KPI 3: Accuracy of KI for DT
Accuracy of ML model trained with hand labeled data: 82.11%
Accuracy of Knowledge Model: 70.50%
Accuracy of ML model trained with data labeled by Knowledge
Model: 82.33%
KPI 4: Accuracy of DT Refinement (Strong KF)
Accuracy of KI model with strong KF: 82.33%
Note: Same accuracy as without refinement because Strong KF did
not find any necessary correction
13. Lessons learnt
NGSI Translator: Valuable tool for extracting knowledge from raw data, allows for more flexibility
(NGSIv2, NGSI-LD).

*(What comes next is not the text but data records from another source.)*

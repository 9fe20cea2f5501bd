use std::fmt;

use serde::{Deserialize, Serialize};
use sig_core::CoreError;
use thiserror::Error;

use crate::config::ConfigError;
use crate::extractor::SetupError;
use crate::normalize::NormalizeError;

/// Collaborator failure, kept as the error value it reported
pub type BoxError = Box<dyn std::error::Error + Send + Sync + 'static>;

/// Which of the two inputs an error refers to
#[derive(Debug, Clone, Copy, PartialEq, Eq, Hash, Serialize, Deserialize)]
#[serde(rename_all = "lowercase")]
pub enum ImageRole {
    Reference,
    Test,
}

impl fmt::Display for ImageRole {
    fn fmt(&self, f: &mut fmt::Formatter<'_>) -> fmt::Result {
        match self {
            ImageRole::Reference => write!(f, "reference"),
            ImageRole::Test => write!(f, "test"),
        }
    }
}

/// Pipeline stage that produced an error
#[derive(Debug, Clone, Copy, PartialEq, Eq, Hash)]
pub enum Stage {
    Setup,
    Normalize,
    Extract,
    Match,
}

#[derive(Debug, Error)]
pub enum VerifyError {
    #[error("Failed to decode {role} image: {source}")]
    Decode {
        role: ImageRole,
        source: image::ImageError,
    },
    #[error("The {role} image is empty ({width}x{height})")]
    EmptyImage {
        role: ImageRole,
        width: u32,
        height: u32,
    },
    #[error("Invalid {role} image: {source}")]
    InvalidImage { role: ImageRole, source: CoreError },
    #[error("Feature extraction failed for {role} image: {source}")]
    Extractor { role: ImageRole, source: BoxError },
    #[error("Descriptor matching failed: {source}")]
    Matcher { source: BoxError },
    #[error(transparent)]
    Config(#[from] ConfigError),
    #[error(transparent)]
    Setup(#[from] SetupError),
}

impl VerifyError {
    pub(crate) fn from_normalize(role: ImageRole, err: NormalizeError) -> Self {
        match err {
            NormalizeError::Decode(source) => VerifyError::Decode { role, source },
            NormalizeError::Empty { width, height } => VerifyError::EmptyImage { role, width, height },
            NormalizeError::Image(source) => VerifyError::InvalidImage { role, source },
        }
    }

    pub fn stage(&self) -> Stage {
        match self {
            VerifyError::Decode { .. }
            | VerifyError::EmptyImage { .. }
            | VerifyError::InvalidImage { .. } => Stage::Normalize,
            VerifyError::Extractor { .. } => Stage::Extract,
            VerifyError::Matcher { .. } => Stage::Match,
            VerifyError::Config(_) | VerifyError::Setup(_) => Stage::Setup,
        }
    }

    /// The image the error is about, when it concerns a single one
    pub fn role(&self) -> Option<ImageRole> {
        match self {
            VerifyError::Decode { role, .. }
            | VerifyError::EmptyImage { role, .. }
            | VerifyError::InvalidImage { role, .. }
            | VerifyError::Extractor { role, .. } => Some(*role),
            _ => None,
        }
    }
}

pub type VerifyResult<T> = Result<T, VerifyError>;
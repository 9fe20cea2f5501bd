use sig_brief::BriefGenerator;
use sig_core::{BinaryImage, CoreError, FeatureConfig, FeatureExtractor, Features};
use sig_fast::{FastDetector, FastError};
use thiserror::Error;

#[derive(Debug, Error)]
pub enum SetupError {
    #[error("FAST error: {0}")]
    Fast(#[from] FastError),
    #[error("Thread pool error: {0}")]
    ThreadPool(#[from] rayon::ThreadPoolBuildError),
}

/// Default extractor: FAST corners with Harris ranking, described by
/// steered BRIEF. Work runs on a private pool of `n_threads` workers.
pub struct OrbExtractor {
    detector: FastDetector,
    brief: BriefGenerator,
    pool: rayon::ThreadPool,
}

impl OrbExtractor {
    pub fn new(cfg: FeatureConfig) -> Result<Self, SetupError> {
        let detector = FastDetector::new(cfg)?;
        let cfg = detector.config();
        let pool = rayon::ThreadPoolBuilder::new()
            .num_threads(cfg.n_threads)
            .thread_name(|i| format!("sig-extract-{i}"))
            .build()?;
        let brief = BriefGenerator::new(cfg.patch_size);
        Ok(Self { detector, brief, pool })
    }

    pub fn config(&self) -> &FeatureConfig {
        self.detector.config()
    }
}

impl std::fmt::Debug for OrbExtractor {
    fn fmt(&self, f: &mut std::fmt::Formatter<'_>) -> std::fmt::Result {
        f.debug_struct("OrbExtractor")
            .field("config", self.config())
            .field("threads", &self.pool.current_num_threads())
            .finish()
    }
}

impl FeatureExtractor for OrbExtractor {
    type Error = CoreError;

    fn extract(&self, image: &BinaryImage) -> Result<Features, CoreError> {
        self.pool.install(|| {
            let keypoints = self.detector.detect_keypoints(image);
            if keypoints.is_empty() {
                return Ok(Features::empty());
            }
            let descriptors = self.brief.generate_descriptors(image, &keypoints);
            Features::new(keypoints, descriptors)
        })
    }
}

You can find the translator at
https://github.com/ScorpioBroker/ScorpioBroker/tree/feature-82/NGSILDTools/NGSILDTranslator
KAFKA NGSI-LD Integration: Kafka is a good choice as it is wide spread and has excellent performance.
Recommendation: use key on Kafka messages so an identifier is attached to the data.
Digital Factories Data: Data heterogeneity between factories is still very high.
Opportunity: tools/techniques to join data from different factories are valuable and needed!
Recommendation: it’s beneficial to publish example data from MIDIH factories.
Knowledge Infusion: it enabled us to train a classifier with no manually labeled data, achieving high
accuracy. KI shows great potential to reduce effort of creating ML models.
KI, ML models’ performance and execution in FogFlow: Models achieved good accuracy but we
believe this can be further improved.